In this chapter we cover the following topics:
1.1 High availability and disaster recovery
Datacenter and services availability are some of the most important topics for IT infrastructure, and each day draws more attention. Since not only natural disasters affect normal operations, but human errors and terrorist acts may affect business continuity and even with fully redundant infrastructure, services are vulnerable to such disasters.
Replication of data between sites is a good way to minimize business disruption since backup restores can take too long to meet business requirements, or equipment may be damaged depending on disaster extent and not available for restoring data. Recovery options typically range in cost from the least expensive having a longer time for recovery to the most expensive providing the shortest recovery time and the closest to having zero data loss. A fully manual failover would normally require many specialists to coordinate and perform all the needed steps to bring the services up to another site, and even with a good disaster recovery plan can take longer than needed by business requirements. High availability software is intended to minimize downtime of services by automating recovery actions when failures are detected on the various elements of the infrastructure.
PowerHA SystemMirror 7.1.2 Standard Edition helps you automate node failures and application events and provide high availability. Even in this version it is possible to have two site clusters using LVM Cross Site mirror as a solution. Testing was done and documented in Chapter 5, “Cross-site LVM mirroring with IBM PowerHA SystemMirror 7.1.2 Standard Edition” on page 151. The PowerHA Enterprise Edition, in addition, will help you automate recovery actions on storage failures for selected storage, controlling storage replication between sites and enabling recoveries for entire site failures, thus ensuring copies are in a consistent state to make the failover, enabling you to build a disaster recovery solution.
If you already have PowerHA SystemMirror 6.1 Enterprise Edition, and have implemented it as part of your disaster recovery solution, refer to Chapter 2, “Differences between IBM PowerHA SystemMirror Enterprise Edition version 6.1 and version 7.1.2” on page 15 for the differences between the versions. Then if you are planning on migrating PowerHA SystemMirror Enterprise Edition, we show three different migration scenarios to get your current version to 7.1.2 (snapshot, offline, and rolling migration). These migration scenarios guide you to getting your existing cluster migrated to the latest level using the option that better suits your business requirements. All the testing scenarios are documented in Chapter 8, “Migrating to PowerHA SystemMirror 7.1.2 Enterprise Edition” on page 329.
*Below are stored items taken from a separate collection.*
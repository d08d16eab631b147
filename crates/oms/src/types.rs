//! Order lifecycle domain types

use common::{AccountId, CustomerId, Decimal, TradeAction};
use serde::{Deserialize, Serialize};
use std::fmt;

/// A customer's request to place an order
#[derive(Debug, Clone, PartialEq, Serialize, Deserialize)]
pub struct OrderRequest {
    pub customer_id: CustomerId,
    /// Cash account funding a buy (and credited by a sell)
    pub account_id: AccountId,
    /// "buy" or "sell"
    pub action: String,
    pub symbol: String,
    pub quantity: u32,
    /// Limit price; zero for a market order
    pub price: Decimal,
}

impl OrderRequest {
    pub fn new(
        customer_id: CustomerId,
        account_id: AccountId,
        action: TradeAction,
        symbol: impl Into<String>,
        quantity: u32,
        price: Decimal,
    ) -> Self {
        Self {
            customer_id,
            account_id,
            action: action.as_str().to_string(),
            symbol: symbol.into(),
            quantity,
            price,
        }
    }
}

/// Which scheduled batch a report belongs to
#[derive(Debug, Clone, Copy, PartialEq, Eq, Hash, Serialize, Deserialize)]
#[serde(rename_all = "snake_case")]
pub enum BatchKind {
    /// Session open: match the backlog of unprocessed orders
    Admission,
    /// Session close: expire every live order
    Expiry,
}

impl BatchKind {
    pub fn as_str(&self) -> &'static str {
        match self {
            BatchKind::Admission => "admission",
            BatchKind::Expiry => "expiry",
        }
    }
}

impl fmt::Display for BatchKind {
    fn fmt(&self, f: &mut fmt::Formatter<'_>) -> fmt::Result {
        f.write_str(self.as_str())
    }
}

impl std::str::FromStr for BatchKind {
    type Err = String;

    fn from_str(s: &str) -> std::result::Result<Self, Self::Err> {
        match s.to_lowercase().as_str() {
            "admission" => Ok(BatchKind::Admission),
            "expiry" => Ok(BatchKind::Expiry),
            other => Err(format!("unknown batch: {}", other)),
        }
    }
}

/// Outcome counts of one batch run
#[derive(Debug, Clone, PartialEq, Eq, Serialize, Deserialize)]
pub struct BatchReport {
    pub batch: BatchKind,
    /// Orders the batch looked at
    pub examined: usize,
    /// Orders that went through a matching pass
    pub admitted: usize,
    /// Orders moved to `expired`
    pub expired: usize,
    /// Orders left unprocessed because the session was closed
    pub deferred: usize,
    /// Orders exempt from this batch (liquidity provider, already terminal)
    pub skipped: usize,
    /// Orders whose step failed and were left as they were
    pub failed: usize,
    /// Fills settled during the batch
    pub fills: usize,
}

impl BatchReport {
    pub fn new(batch: BatchKind) -> Self {
        Self {
            batch,
            examined: 0,
            admitted: 0,
            expired: 0,
            deferred: 0,
            skipped: 0,
            failed: 0,
            fills: 0,
        }
    }
}

impl fmt::Display for BatchReport {
    fn fmt(&self, f: &mut fmt::Formatter<'_>) -> fmt::Result {
        write!(
            f,
            "{} batch: examined={} admitted={} expired={} deferred={} skipped={} failed={} fills={}",
            self.batch,
            self.examined,
            self.admitted,
            self.expired,
            self.deferred,
            self.skipped,
            self.failed,
            self.fills
        )
    }
}

/// What the admission gate did with one order
#[derive(Debug, Clone, PartialEq)]
pub enum Admission {
    /// Matched; the order as committed afterwards and the number of fills
    Matched { order: common::Trade, fills: usize },
    /// Session closed; the order waits for the next admission batch
    Deferred(common::Trade),
}

impl Admission {
    pub fn order(&self) -> &common::Trade {
        match self {
            Admission::Matched { order, .. } => order,
            Admission::Deferred(order) => order,
        }
    }

    pub fn is_deferred(&self) -> bool {
        matches!(self, Admission::Deferred(_))
    }
}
For both PowerHA Standard and PowerHA Enterprise Edition, the IBM Systems Director server can be enabled to manage clusters via its integrated GUI just by installing the PowerHA plug-in that has been enhanced to support the disaster recovery enablement features added in PowerHA SystemMirror 7.1.2 Enterprise Edition.
The IBM Systems Director with the PowerHA plug-in gives the ability to:
Discover the existing PowerHA SystemMirror clusters.
Collect information and a variety of reports about the state and configuration of applications and clusters.
Receive live and dynamic status updates for clusters, sites, nodes, and resource groups.
Having single sign-on capability which allows full access to all clusters with only one user ID and password.
Access and search log files to display a summary page that you can view for the overall status of all known clusters and resource groups.
Create clusters and add resource groups with wizards.
Apply updates to the PowerHA SystemMirror Agent using the Director Update Manager.
Chapter 9, “PowerHA 7.1.2 for IBM Systems Director plug-in enhancements” on page 379 was developed to discuss how to install and use the IBM Systems Director PowerHA plug-in to manage a cluster.
1.1.1 Disaster recovery considerations
The idea of a fast failover in the event of a problem, or the recovery time objective (RTO), is important but should not be the only area of focus. Ultimately, the consistency of the data and whether the solution meets the recovery point objective (RPO) is what make the design worth the investment. You should not enter a disaster recovery planning session and expect to truly achieve the five nines of availability by solely implementing a clustering solution. Table 1-1 outlines the calculations for the uptime criteria.
Table 1-1 Five nines of availability
Uptime
Uptime
Maximum downtime per year
Five nines
99.999%
5 minutes 35 seconds
Four nines
99.99%
52 minutes 33 seconds
Three nines
99.9%
8 hours 46 minutes
Two nines
99.0%
87 hours 36 minutes
One nine
90.0%
36 days 12 hours
There are some considerations when planning a disaster recovery solution to achieve an accurate RTO. For example, is the time for planned maintenance accounted for? If so, is that time deducted from the maximum downtime figures for the year? While PowerHA has the ability to nondisruptively update the cluster, you have to consider the impact of other service interruptions in the environment such as upgrades involving the applications, the AIX operating system, and the system firmware, which often require the services to go offline a certain amount of time.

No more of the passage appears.